//! Fixed assistant persona and user-facing copy.

/// System instruction sent with every generation call.
pub const SYSTEM_INSTRUCTION: &str = "\
Eres JurisPol, el asistente experto en la normatividad de la Policía Nacional de Colombia.
Tu objetivo es proporcionar información jurídica precisa, técnica y actualizada a miembros de la institución y ciudadanos.

BASES NORMATIVAS PRINCIPALES:
- Código Nacional de Seguridad y Convivencia Ciudadana (Ley 1801 de 2016).
- Código Penal Colombiano (Ley 599 de 2000).
- Código de Procedimiento Penal (Ley 906 de 2004).
- Ley de Seguridad Ciudadana (Ley 2197 de 2022).
- Estatuto del Personal de la Policía Nacional (Ley 2179 de 2021).
- Manuales y protocolos de actuación policial vigentes.

REGLAS DE RESPUESTA:
1. CITA SIEMPRE artículos específicos y el nombre exacto de la norma.
2. USA un lenguaje técnico pero comprensible.
3. ESTRUCTURA las respuestas con pasos claros (1, 2, 3...) cuando se trate de procedimientos.
4. DIFERENCIA claramente entre una conducta contraria a la convivencia (Ley 1801) y un delito (Ley 599).
5. SIEMPRE utiliza la herramienta de búsqueda de Google para verificar si ha habido reformas recientes o sentencias de la Corte Constitucional que afecten la norma consultada.
6. Si una norma ha sido declarada inexequible, adviértelo de inmediato.

Tu tono debe ser profesional, institucional y servicial.
";

/// Returned when the model produced no text.
pub const FALLBACK_REPLY: &str = "Lo siento, no pude procesar esa consulta.";

pub const MISSING_MESSAGE_ERROR: &str = "El mensaje es obligatorio";
pub const INVALID_BODY_ERROR: &str = "Cuerpo de la solicitud inválido";
pub const OVERLOADED_ERROR: &str =
    "El sistema está sobrecargado (Cuota excedida). Espera unos segundos.";
pub const OVERLOADED_DETAILS: &str = "Quota exceeded";
pub const INTERNAL_ERROR: &str = "Error interno procesando la solicitud.";
pub const MISSING_KEY_DETAILS: &str = "API_KEY no configurada";

pub const BACKEND_UNREACHABLE: &str =
    "No se pudo conectar con el servidor Backend. Asegúrate de que el relay JurisPol esté en ejecución.";
pub const GENERIC_CLIENT_ERROR: &str = "Error de conexión con JurisPol. Intente de nuevo.";

/// Starter questions offered on an empty transcript.
pub const SUGGESTIONS: &[&str] = &[
    "¿Cuál es el procedimiento en caso de riña callejera?",
    "Requisitos para un allanamiento sin orden judicial",
    "Uso progresivo de la fuerza y Ley 2197",
    "Derechos de una persona capturada",
    "Multas por porte de sustancias prohibidas",
    "Sanciones por ruidos excesivos en barrios",
];

/// Number of past queries offered for re-asking.
pub const RECENT_QUERY_LIMIT: usize = 5;
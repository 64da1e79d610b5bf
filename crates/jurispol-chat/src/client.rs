//! Client transport to the relay.
//!
//! One attempt per send, no retries. Failures come back as a typed
//! `TransportError` rather than a free-form string.

use async_trait::async_trait;
use reqwest::{Client, StatusCode};
use thiserror::Error;
use tracing::{debug, warn};

use crate::config::BACKEND_UNREACHABLE;
use crate::types::{dedupe_sources, ChatReply, ErrorBody, Message, OutgoingChat};

#[derive(Debug, Clone, Copy, PartialEq, Eq)]
pub enum TransportErrorKind {
    /// Relay answered with a non-2xx status.
    Http,
    /// Relay could not be reached.
    Network,
    /// Relay reported provider quota exhaustion (HTTP 429).
    Quota,
}

#[derive(Error, Debug, Clone)]
#[error("{message}")]
pub struct TransportError {
    pub kind: TransportErrorKind,
    /// User-facing text.
    pub message: String,
    /// Provider or relay detail, when the relay sent one.
    pub detail: Option<String>,
    pub status: Option<u16>,
}

impl TransportError {
    pub fn network() -> Self {
        Self {
            kind: TransportErrorKind::Network,
            message: BACKEND_UNREACHABLE.to_string(),
            detail: None,
            status: None,
        }
    }

    /// Build from a relay error response. `details` wins over `error`;
    /// a non-JSON body is appended as-is.
    pub fn from_response(status: u16, body: &str) -> Self {
        let mut message = format!("Error del servidor ({})", status);
        let detail = match serde_json::from_str::<ErrorBody>(body) {
            Ok(parsed) => parsed.details.or(parsed.error),
            Err(_) => {
                let text = body.trim();
                if text.is_empty() {
                    None
                } else {
                    Some(text.to_string())
                }
            }
        };
        if let Some(d) = &detail {
            message.push_str(": ");
            message.push_str(d);
        }

        let kind = if status == StatusCode::TOO_MANY_REQUESTS.as_u16() {
            TransportErrorKind::Quota
        } else {
            TransportErrorKind::Http
        };

        Self {
            kind,
            message,
            detail,
            status: Some(status),
        }
    }
}

/// Anything that can carry a chat turn to the relay.
#[async_trait]
pub trait ChatTransport: Send + Sync {
    async fn send_message(
        &self,
        history: &[Message],
        input: &str,
    ) -> Result<ChatReply, TransportError>;
}

/// HTTP client for `POST /api/chat`.
#[derive(Clone)]
pub struct RelayClient {
    http: Client,
    endpoint: String,
}

impl RelayClient {
    /// `base_url` is the relay origin, e.g. `http://127.0.0.1:3001`.
    pub fn new(base_url: &str) -> jurispol_core::Result<Self> {
        let base = base_url.trim().trim_end_matches('/');
        if !(base.starts_with("http://") || base.starts_with("https://")) {
            return Err(jurispol_core::Error::Config(format!(
                "relay URL must start with http:// or https://, got '{}'",
                base_url
            )));
        }
        let http = Client::builder()
            .build()
            .map_err(|e| jurispol_core::Error::Http(e.to_string()))?;
        Ok(Self {
            http,
            endpoint: format!("{}/api/chat", base),
        })
    }

    pub fn endpoint(&self) -> &str {
        &self.endpoint
    }
}

#[async_trait]
impl ChatTransport for RelayClient {
    async fn send_message(
        &self,
        history: &[Message],
        input: &str,
    ) -> Result<ChatReply, TransportError> {
        debug!("POST {} ({} history messages)", self.endpoint, history.len());

        let response = self
            .http
            .post(&self.endpoint)
            .json(&OutgoingChat {
                history,
                message: input,
            })
            .send()
            .await
            .map_err(|e| {
                warn!("Relay unreachable: {}", e);
                TransportError::network()
            })?;

        let status = response.status();
        let body = response.text().await.map_err(|e| {
            warn!("Failed reading relay response: {}", e);
            TransportError::network()
        })?;

        if !status.is_success() {
            return Err(TransportError::from_response(status.as_u16(), &body));
        }

        let reply: ChatReply = serde_json::from_str(&body).map_err(|e| TransportError {
            kind: TransportErrorKind::Http,
            message: format!("Respuesta inválida del servidor: {}", e),
            detail: Some(body.clone()),
            status: Some(status.as_u16()),
        })?;

        Ok(ChatReply {
            text: reply.text,
            sources: dedupe_sources(reply.sources),
        })
    }
}
//! Error types for JurisPol.

use thiserror::Error;

#[derive(Error, Debug)]
pub enum Error {
    #[error("Configuration error: {0}")]
    Config(String),

    #[error("HTTP error: {0}")]
    Http(String),
}

pub type Result<T> = std::result::Result<T, Error>;
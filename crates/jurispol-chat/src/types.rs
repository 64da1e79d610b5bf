//! Chat types shared by the relay API and the client.

use chrono::{DateTime, Utc};
use serde::{Deserialize, Deserializer, Serialize};
use uuid::Uuid;

/// Speaker of a transcript entry.
#[derive(Debug, Clone, Copy, PartialEq, Eq, Serialize, Deserialize)]
#[serde(rename_all = "lowercase")]
pub enum Role {
    User,
    Assistant,
}

impl std::fmt::Display for Role {
    fn fmt(&self, f: &mut std::fmt::Formatter<'_>) -> std::fmt::Result {
        match self {
            Role::User => write!(f, "user"),
            Role::Assistant => write!(f, "assistant"),
        }
    }
}

/// Web citation returned alongside a grounded answer.
#[derive(Debug, Clone, PartialEq, Eq, Serialize, Deserialize)]
pub struct GroundingSource {
    pub title: String,
    pub uri: String,
}

/// One entry of the visible transcript. Immutable once appended.
#[derive(Debug, Clone, Serialize, Deserialize)]
pub struct Message {
    pub id: String,
    pub role: Role,
    pub content: String,
    pub timestamp: DateTime<Utc>,
    #[serde(default, skip_serializing_if = "Option::is_none")]
    pub sources: Option<Vec<GroundingSource>>,
}

impl Message {
    pub fn user(content: impl Into<String>) -> Self {
        Self {
            id: Uuid::new_v4().to_string(),
            role: Role::User,
            content: content.into(),
            timestamp: Utc::now(),
            sources: None,
        }
    }

    /// Assistant reply; an empty source list is stored as `None`.
    pub fn assistant(content: impl Into<String>, sources: Vec<GroundingSource>) -> Self {
        Self {
            id: Uuid::new_v4().to_string(),
            role: Role::Assistant,
            content: content.into(),
            timestamp: Utc::now(),
            sources: if sources.is_empty() { None } else { Some(sources) },
        }
    }
}

/// History entry as read by the relay. Extra fields sent by clients
/// (id, timestamp, sources) are ignored.
#[derive(Debug, Clone, Serialize, Deserialize)]
pub struct HistoryEntry {
    #[serde(default)]
    pub role: String,
    #[serde(default)]
    pub content: String,
}

/// Body of `POST /api/chat`.
#[derive(Debug, Clone, Default, Deserialize)]
pub struct ChatRequest {
    #[serde(default, deserialize_with = "lenient_history")]
    pub history: Vec<HistoryEntry>,
    #[serde(default)]
    pub message: Option<String>,
}

/// A non-array `history` counts as empty; malformed entries are skipped.
fn lenient_history<'de, D>(deserializer: D) -> Result<Vec<HistoryEntry>, D::Error>
where
    D: Deserializer<'de>,
{
    let value = serde_json::Value::deserialize(deserializer)?;
    Ok(match value {
        serde_json::Value::Array(items) => items
            .into_iter()
            .filter_map(|item| serde_json::from_value(item).ok())
            .collect(),
        _ => Vec::new(),
    })
}

/// Outgoing request body built by the client.
#[derive(Debug, Clone, Serialize)]
pub struct OutgoingChat<'a> {
    pub history: &'a [Message],
    pub message: &'a str,
}

/// Successful relay answer.
#[derive(Debug, Clone, PartialEq, Eq, Serialize, Deserialize)]
pub struct ChatReply {
    pub text: String,
    #[serde(default)]
    pub sources: Vec<GroundingSource>,
}

/// Error body returned by the relay for 4xx/5xx answers.
#[derive(Debug, Clone, Serialize, Deserialize)]
pub struct ErrorBody {
    #[serde(default, skip_serializing_if = "Option::is_none")]
    pub error: Option<String>,
    #[serde(default, skip_serializing_if = "Option::is_none")]
    pub details: Option<String>,
}

/// Relay status response.
#[derive(Debug, Clone, Serialize)]
pub struct ChatStatus {
    #[serde(rename = "providerConfigured")]
    pub provider_configured: bool,
    pub model: String,
    #[serde(rename = "searchGrounding")]
    pub search_grounding: bool,
}

/// Keep the first occurrence of every uri, preserving order.
pub fn dedupe_sources(sources: Vec<GroundingSource>) -> Vec<GroundingSource> {
    let mut unique: Vec<GroundingSource> = Vec::with_capacity(sources.len());
    for source in sources {
        if !unique.iter().any(|s| s.uri == source.uri) {
            unique.push(source);
        }
    }
    unique
}

#[cfg(test)]
mod tests {
    use super::*;

    fn source(title: &str, uri: &str) -> GroundingSource {
        GroundingSource {
            title: title.into(),
            uri: uri.into(),
        }
    }

    #[test]
    fn test_dedupe_keeps_first() {
        let sources = vec![
            source("A", "a"),
            source("B", "b"),
            source("A again", "a"),
        ];
        let unique = dedupe_sources(sources);
        assert_eq!(unique, vec![source("A", "a"), source("B", "b")]);
    }

    #[test]
    fn test_assistant_without_sources() {
        let msg = Message::assistant("hola", Vec::new());
        assert!(msg.sources.is_none());
        let json = serde_json::to_value(&msg).unwrap();
        assert!(json.get("sources").is_none());
        assert_eq!(json["role"], "assistant");
    }

    #[test]
    fn test_request_tolerates_client_message_shape() {
        let req: ChatRequest = serde_json::from_value(serde_json::json!({
            "history": [{
                "id": "1",
                "role": "assistant",
                "content": "respuesta",
                "timestamp": "2024-01-01T00:00:00Z",
                "sources": [{"title": "T", "uri": "u"}],
            }],
            "message": "consulta",
        }))
        .unwrap();
        assert_eq!(req.history.len(), 1);
        assert_eq!(req.history[0].role, "assistant");
        assert_eq!(req.message.as_deref(), Some("consulta"));
    }

    #[test]
    fn test_non_array_history_is_empty() {
        let req: ChatRequest =
            serde_json::from_str(r#"{"history": "nope", "message": "hola"}"#).unwrap();
        assert!(req.history.is_empty());
    }

    #[test]
    fn test_request_without_message() {
        let req: ChatRequest = serde_json::from_str(r#"{"history": []}"#).unwrap();
        assert!(req.message.is_none());
    }
}
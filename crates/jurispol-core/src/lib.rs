//! JurisPol Core — configuration and error types shared by the relay,
//! the chat library and the console client.

pub mod config;
pub mod error;

pub use config::{JurisPolConfig, DEFAULT_MODEL, DEFAULT_PORT};
pub use error::{Error, Result};
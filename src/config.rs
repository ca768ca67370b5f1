//! Application-level configuration loading: catalog source, snapshot storage, team
//! generation, lookup host and playback hints.

use std::{
    env, fs,
    io::ErrorKind,
    path::{Path, PathBuf},
};

use serde::Deserialize;
use tracing::{info, warn};

/// Default location on disk where the server looks for the JSON configuration.
const DEFAULT_CONFIG_PATH: &str = "config/app.json";
/// Environment variable that overrides [`DEFAULT_CONFIG_PATH`].
const CONFIG_PATH_ENV: &str = "HITSTER_HOST_CONFIG_PATH";
/// Where the snapshot file lands when the config does not say otherwise.
const DEFAULT_STORAGE_PATH: &str = "data/hitster-host-state.v2.json";
const DEFAULT_TEAM_COUNT: usize = 3;
const MIN_TEAM_COUNT: usize = 2;
const DEFAULT_TEAM_PREFIX: &str = "Team";
const DEFAULT_SEARCH_HOST: &str = "www.youtube.com";
const DEFAULT_PREVIEW_SECS: u64 = 60;

/// Backend used to keep the game snapshot.
#[derive(Debug, Clone, Copy, PartialEq, Eq, Default, Deserialize)]
#[serde(rename_all = "snake_case")]
pub enum StorageKind {
    /// JSON document on disk.
    #[default]
    File,
    /// Process memory only.
    Memory,
}

#[derive(Debug, Clone, PartialEq, Eq)]
/// Immutable runtime configuration shared across the application.
pub struct AppConfig {
    catalog_path: Option<PathBuf>,
    storage_kind: StorageKind,
    storage_path: PathBuf,
    team_count: usize,
    team_name_prefix: String,
    search_host: String,
    preview_secs: u64,
}

impl AppConfig {
    /// Load the application configuration from disk, falling back to built-in defaults.
    pub fn load() -> Self {
        Self::load_from(&resolve_config_path())
    }

    /// Load the configuration stored at `path`.
    pub fn load_from(path: &Path) -> Self {
        match fs::read_to_string(path) {
            Ok(contents) => match Self::parse(&contents) {
                Ok(app_config) => {
                    info!(
                        path = %path.display(),
                        storage = ?app_config.storage_kind,
                        teams = app_config.team_count,
                        "loaded config"
                    );
                    app_config
                }
                Err(err) => {
                    warn!(
                        path = %path.display(),
                        error = %err,
                        "failed to parse config; falling back to defaults"
                    );
                    Self::default()
                }
            },
            Err(err) if err.kind() == ErrorKind::NotFound => {
                info!(
                    path = %path.display(),
                    "config file not found; using built-in defaults"
                );
                Self::default()
            }
            Err(err) => {
                warn!(
                    path = %path.display(),
                    error = %err,
                    "failed to read config; falling back to defaults"
                );
                Self::default()
            }
        }
    }

    /// Parse a configuration document; absent keys take their defaults.
    pub fn parse(contents: &str) -> serde_json::Result<Self> {
        serde_json::from_str::<RawConfig>(contents).map(Into::into)
    }

    /// Catalog file to load instead of the embedded one.
    pub fn catalog_path(&self) -> Option<&Path> {
        self.catalog_path.as_deref()
    }

    /// Selected snapshot backend.
    pub fn storage_kind(&self) -> StorageKind {
        self.storage_kind
    }

    /// Snapshot file used by the file backend.
    pub fn storage_path(&self) -> &Path {
        &self.storage_path
    }

    /// Number of teams created when a teams game starts.
    pub fn team_count(&self) -> usize {
        self.team_count
    }

    /// Prefix of generated team names.
    pub fn team_name_prefix(&self) -> &str {
        &self.team_name_prefix
    }

    /// Host of the video search page used by the lookup action.
    pub fn search_host(&self) -> &str {
        &self.search_host
    }

    /// Seconds after which the host player should stop a preview.
    pub fn preview_secs(&self) -> u64 {
        self.preview_secs
    }
}

impl Default for AppConfig {
    fn default() -> Self {
        RawConfig::default().into()
    }
}

#[derive(Debug, Default, Deserialize)]
#[serde(default)]
/// JSON representation of the configuration file located at [`DEFAULT_CONFIG_PATH`].
struct RawConfig {
    catalog: RawCatalog,
    storage: RawStorage,
    teams: RawTeams,
    lookup: RawLookup,
    playback: RawPlayback,
}

#[derive(Debug, Default, Deserialize)]
#[serde(default)]
struct RawCatalog {
    path: Option<PathBuf>,
}

#[derive(Debug, Default, Deserialize)]
#[serde(default)]
struct RawStorage {
    kind: StorageKind,
    path: Option<PathBuf>,
}

#[derive(Debug, Default, Deserialize)]
#[serde(default)]
struct RawTeams {
    count: Option<usize>,
    name_prefix: Option<String>,
}

#[derive(Debug, Default, Deserialize)]
#[serde(default)]
struct RawLookup {
    search_host: Option<String>,
}

#[derive(Debug, Default, Deserialize)]
#[serde(default)]
struct RawPlayback {
    preview_secs: Option<u64>,
}

impl From<RawConfig> for AppConfig {
    fn from(value: RawConfig) -> Self {
        let team_count = match value.teams.count {
            Some(count) if count < MIN_TEAM_COUNT => {
                warn!(
                    count,
                    min = MIN_TEAM_COUNT,
                    "team count too small; using the minimum"
                );
                MIN_TEAM_COUNT
            }
            Some(count) => count,
            None => DEFAULT_TEAM_COUNT,
        };

        Self {
            catalog_path: value.catalog.path,
            storage_kind: value.storage.kind,
            storage_path: value
                .storage
                .path
                .unwrap_or_else(|| PathBuf::from(DEFAULT_STORAGE_PATH)),
            team_count,
            team_name_prefix: non_blank(value.teams.name_prefix)
                .unwrap_or_else(|| DEFAULT_TEAM_PREFIX.into()),
            search_host: non_blank(value.lookup.search_host)
                .unwrap_or_else(|| DEFAULT_SEARCH_HOST.into()),
            preview_secs: value.playback.preview_secs.unwrap_or(DEFAULT_PREVIEW_SECS),
        }
    }
}

fn non_blank(value: Option<String>) -> Option<String> {
    value
        .map(|v| v.trim().to_string())
        .filter(|v| !v.is_empty())
}

/// Resolve the configuration path taking the environment override into account.
fn resolve_config_path() -> PathBuf {
    env::var_os(CONFIG_PATH_ENV)
        .map(PathBuf::from)
        .filter(|path| !path.as_os_str().is_empty())
        .unwrap_or_else(|| PathBuf::from(DEFAULT_CONFIG_PATH))
}
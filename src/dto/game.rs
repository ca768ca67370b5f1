//! Read projections of the game served to host and audience screens.

use serde::Serialize;
use serde_with::skip_serializing_none;
use utoipa::ToSchema;
use uuid::Uuid;

use crate::state::{
    catalog::Catalog,
    game::{
        ChallengeRule, Difficulty, GameMode, GameState, LastResult, Participant, RoundRule, Song,
        TimelineCard,
    },
    state_machine::{can_place, default_challenger},
};

/// Timeline card with its catalog metadata.
#[skip_serializing_none]
#[derive(Debug, Clone, Serialize, ToSchema)]
pub struct CardView {
    pub song_id: String,
    pub year: i32,
    /// Missing when the song left the catalog.
    pub title: Option<String>,
    pub artist: Option<String>,
}

impl CardView {
    fn new(card: &TimelineCard, catalog: &Catalog) -> Self {
        let song = catalog.get(&card.song_id);
        Self {
            song_id: card.song_id.clone(),
            year: card.year,
            title: song.map(|s| s.title.clone()),
            artist: song.map(|s| s.artist.clone()),
        }
    }
}

fn timeline_view(participant: &Participant, catalog: &Catalog) -> Vec<CardView> {
    participant
        .sorted_timeline()
        .iter()
        .map(|card| CardView::new(card, catalog))
        .collect()
}

/// Player or team as seen by the host.
#[derive(Debug, Clone, Serialize, ToSchema)]
pub struct ParticipantView {
    pub id: Uuid,
    pub name: String,
    pub score: u32,
    /// Whether a card may be dropped on this timeline right now.
    pub can_place: bool,
    /// Year-sorted timeline.
    pub timeline: Vec<CardView>,
}

/// Songs still in the deck for each difficulty.
#[derive(Debug, Clone, Copy, Serialize, ToSchema)]
pub struct DifficultyCounts {
    pub easy: usize,
    pub normal: usize,
    pub hard: usize,
}

/// Deck progress counters.
#[derive(Debug, Clone, Serialize, ToSchema)]
pub struct DeckView {
    pub remaining: usize,
    pub used: usize,
    pub remaining_by_difficulty: DifficultyCounts,
}

impl DeckView {
    fn new(game: &GameState, catalog: &Catalog) -> Self {
        let count = |difficulty| game.deck.remaining(catalog, Some(difficulty));
        Self {
            remaining: game.deck.remaining(catalog, None),
            used: game.deck.used_song_ids.len(),
            remaining_by_difficulty: DifficultyCounts {
                easy: count(Difficulty::Easy),
                normal: count(Difficulty::Normal),
                hard: count(Difficulty::Hard),
            },
        }
    }
}

/// Song awaiting placement, as seen by the host.
///
/// Title, artist and year stay hidden until the song is revealed; the search
/// hint is always present so the host can look the song up.
#[skip_serializing_none]
#[derive(Debug, Clone, Serialize, ToSchema)]
pub struct CurrentSongView {
    pub id: String,
    pub difficulty: Difficulty,
    pub search_hint: String,
    pub revealed: bool,
    pub title: Option<String>,
    pub artist: Option<String>,
    pub year: Option<i32>,
}

impl CurrentSongView {
    fn new(song: &Song, revealed: bool) -> Self {
        let disclosed = |value: &str| revealed.then(|| value.to_string());
        Self {
            id: song.id.clone(),
            difficulty: song.difficulty,
            search_hint: song.search_hint.clone(),
            revealed,
            title: disclosed(&song.title),
            artist: disclosed(&song.artist),
            year: revealed.then_some(song.year),
        }
    }
}

/// Outcome of a challenge.
#[skip_serializing_none]
#[derive(Debug, Clone, Serialize, ToSchema)]
pub struct ChallengeView {
    /// Absent when no valid team objected.
    pub challenger_id: Option<Uuid>,
    pub succeeded: bool,
}

/// Result of the last placement on the current song.
#[skip_serializing_none]
#[derive(Debug, Clone, Serialize, ToSchema)]
pub struct LastResultView {
    pub participant_id: Uuid,
    pub participant_name: Option<String>,
    pub ok: bool,
    pub song_id: String,
    pub actual_year: i32,
    pub inserted_index: usize,
    pub challenge_resolved: bool,
    pub challenge: Option<ChallengeView>,
}

impl LastResultView {
    fn new(last: &LastResult, game: &GameState) -> Self {
        Self {
            participant_id: last.participant_id,
            participant_name: game.participant(last.participant_id).map(|p| p.name.clone()),
            ok: last.ok,
            song_id: last.song_id.clone(),
            actual_year: last.actual_year,
            inserted_index: last.inserted_index,
            challenge_resolved: last.challenge_resolved(),
            challenge: last.challenge.as_ref().map(|c| ChallengeView {
                challenger_id: c.challenger_id,
                succeeded: c.succeeded,
            }),
        }
    }
}

/// Teams-mode round settings.
#[skip_serializing_none]
#[derive(Debug, Clone, Serialize, ToSchema)]
pub struct RoundView {
    pub round_rule: RoundRule,
    pub active_team_id: Option<Uuid>,
    pub round_placed_team_ids: Vec<Uuid>,
    pub challenge_rule: ChallengeRule,
    /// Team preselected to object against the unresolved last placement.
    pub default_challenger_id: Option<Uuid>,
}

impl RoundView {
    fn new(game: &GameState) -> Option<Self> {
        (game.mode == GameMode::Teams).then(|| Self {
            round_rule: game.round.round_rule,
            active_team_id: game.effective_active_team(),
            round_placed_team_ids: game.round.round_placed_team_ids.iter().copied().collect(),
            challenge_rule: game.challenge_rule,
            default_challenger_id: default_challenger(game),
        })
    }
}

/// How the host screen should play the current song.
#[derive(Debug, Clone, Serialize, ToSchema)]
pub struct PlaybackView {
    pub video_id: String,
    pub embed_url: String,
    /// The player pauses on its own after this many seconds.
    pub stop_after_secs: u64,
}

/// Everything the host screen renders.
#[skip_serializing_none]
#[derive(Debug, Clone, Serialize, ToSchema)]
pub struct HostView {
    pub mode: GameMode,
    pub participants: Vec<ParticipantView>,
    pub deck: DeckView,
    pub current_song: Option<CurrentSongView>,
    pub last_result: Option<LastResultView>,
    /// Present in teams mode only.
    pub round: Option<RoundView>,
    pub playback: Option<PlaybackView>,
}

impl HostView {
    /// Project `game` for the host; `playback` is resolved by the caller.
    pub fn new(game: &GameState, catalog: &Catalog, playback: Option<PlaybackView>) -> Self {
        Self {
            mode: game.mode,
            participants: game
                .participants
                .iter()
                .map(|p| ParticipantView {
                    id: p.id,
                    name: p.name.clone(),
                    score: p.score,
                    can_place: can_place(game, p.id),
                    timeline: timeline_view(p, catalog),
                })
                .collect(),
            deck: DeckView::new(game, catalog),
            current_song: current_song(game, catalog)
                .map(|song| CurrentSongView::new(song, game.deck.revealed)),
            last_result: game
                .last_result
                .as_ref()
                .map(|last| LastResultView::new(last, game)),
            round: RoundView::new(game),
            playback,
        }
    }
}

/// Current song looked up in the catalog.
pub fn current_song<'a>(game: &GameState, catalog: &'a Catalog) -> Option<&'a Song> {
    game.deck
        .current_song_id
        .as_deref()
        .and_then(|id| catalog.get(id))
}

/// Player or team as seen by the audience.
#[derive(Debug, Clone, Serialize, ToSchema)]
pub struct PublicParticipantView {
    pub id: Uuid,
    pub name: String,
    pub score: u32,
    pub timeline: Vec<CardView>,
}

/// Current song as seen by the audience; nothing but the reveal flag until revealed.
#[skip_serializing_none]
#[derive(Debug, Clone, Serialize, ToSchema)]
pub struct PublicSongView {
    pub revealed: bool,
    pub title: Option<String>,
    pub artist: Option<String>,
    pub year: Option<i32>,
}

/// Everything an audience screen renders.
#[skip_serializing_none]
#[derive(Debug, Clone, Serialize, ToSchema)]
pub struct PublicView {
    pub mode: GameMode,
    pub participants: Vec<PublicParticipantView>,
    pub remaining: usize,
    pub current_song: Option<PublicSongView>,
    pub last_result: Option<LastResultView>,
    pub active_team_id: Option<Uuid>,
}

impl PublicView {
    /// Project `game` for the audience.
    pub fn new(game: &GameState, catalog: &Catalog) -> Self {
        let revealed = game.deck.revealed;
        Self {
            mode: game.mode,
            participants: game
                .participants
                .iter()
                .map(|p| PublicParticipantView {
                    id: p.id,
                    name: p.name.clone(),
                    score: p.score,
                    timeline: timeline_view(p, catalog),
                })
                .collect(),
            remaining: game.deck.deck_song_ids.len(),
            current_song: current_song(game, catalog).map(|song| PublicSongView {
                revealed,
                title: revealed.then(|| song.title.clone()),
                artist: revealed.then(|| song.artist.clone()),
                year: revealed.then_some(song.year),
            }),
            last_result: game
                .last_result
                .as_ref()
                .map(|last| LastResultView::new(last, game)),
            active_team_id: game.effective_active_team(),
        }
    }
}

/// Catalog entry.
#[skip_serializing_none]
#[derive(Debug, Clone, Serialize, ToSchema)]
pub struct SongView {
    pub id: String,
    pub title: String,
    pub artist: String,
    pub year: i32,
    pub difficulty: Difficulty,
    pub search_hint: String,
    pub video_id: Option<String>,
}

impl From<&Song> for SongView {
    fn from(song: &Song) -> Self {
        Self {
            id: song.id.clone(),
            title: song.title.clone(),
            artist: song.artist.clone(),
            year: song.year,
            difficulty: song.difficulty,
            search_hint: song.search_hint.clone(),
            video_id: song.video_id.clone(),
        }
    }
}

/// Full song catalog listing.
#[derive(Debug, Clone, Serialize, ToSchema)]
pub struct CatalogResponse {
    pub count: usize,
    pub songs: Vec<SongView>,
}

/// Search link for the current song.
#[derive(Debug, Clone, Serialize, ToSchema)]
pub struct LookupResponse {
    pub song_id: String,
    pub search_hint: String,
    pub url: String,
}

_Work to complete_
Quote verbatim the opening lines of the listing above, ending with the line where "pub const MISSING_MESSAGE_ERROR: &str" appears; include both endpoints and nothing more.

_Answer to the problem_
//! Fixed assistant persona and user-facing copy.

/// System instruction sent with every generation call.
pub const SYSTEM_INSTRUCTION: &str = "\
Eres JurisPol, el asistente experto en la normatividad de la Policía Nacional de Colombia.
Tu objetivo es proporcionar información jurídica precisa, técnica y actualizada a miembros de la institución y ciudadanos.

BASES NORMATIVAS PRINCIPALES:
- Código Nacional de Seguridad y Convivencia Ciudadana (Ley 1801 de 2016).
- Código Penal Colombiano (Ley 599 de 2000).
- Código de Procedimiento Penal (Ley 906 de 2004).
- Ley de Seguridad Ciudadana (Ley 2197 de 2022).
- Estatuto del Personal de la Policía Nacional (Ley 2179 de 2021).
- Manuales y protocolos de actuación policial vigentes.

REGLAS DE RESPUESTA:
1. CITA SIEMPRE artículos específicos y el nombre exacto de la norma.
2. USA un lenguaje técnico pero comprensible.
3. ESTRUCTURA las respuestas con pasos claros (1, 2, 3...) cuando se trate de procedimientos.
4. DIFERENCIA claramente entre una conducta contraria a la convivencia (Ley 1801) y un delito (Ley 599).
5. SIEMPRE utiliza la herramienta de búsqueda de Google para verificar si ha habido reformas recientes o sentencias de la Corte Constitucional que afecten la norma consultada.
6. Si una norma ha sido declarada inexequible, adviértelo de inmediato.

Tu tono debe ser profesional, institucional y servicial.
";

/// Returned when the model produced no text.
pub const FALLBACK_REPLY: &str = "Lo siento, no pude procesar esa consulta.";

pub const MISSING_MESSAGE_ERROR: &str = "El mensaje es obligatorio";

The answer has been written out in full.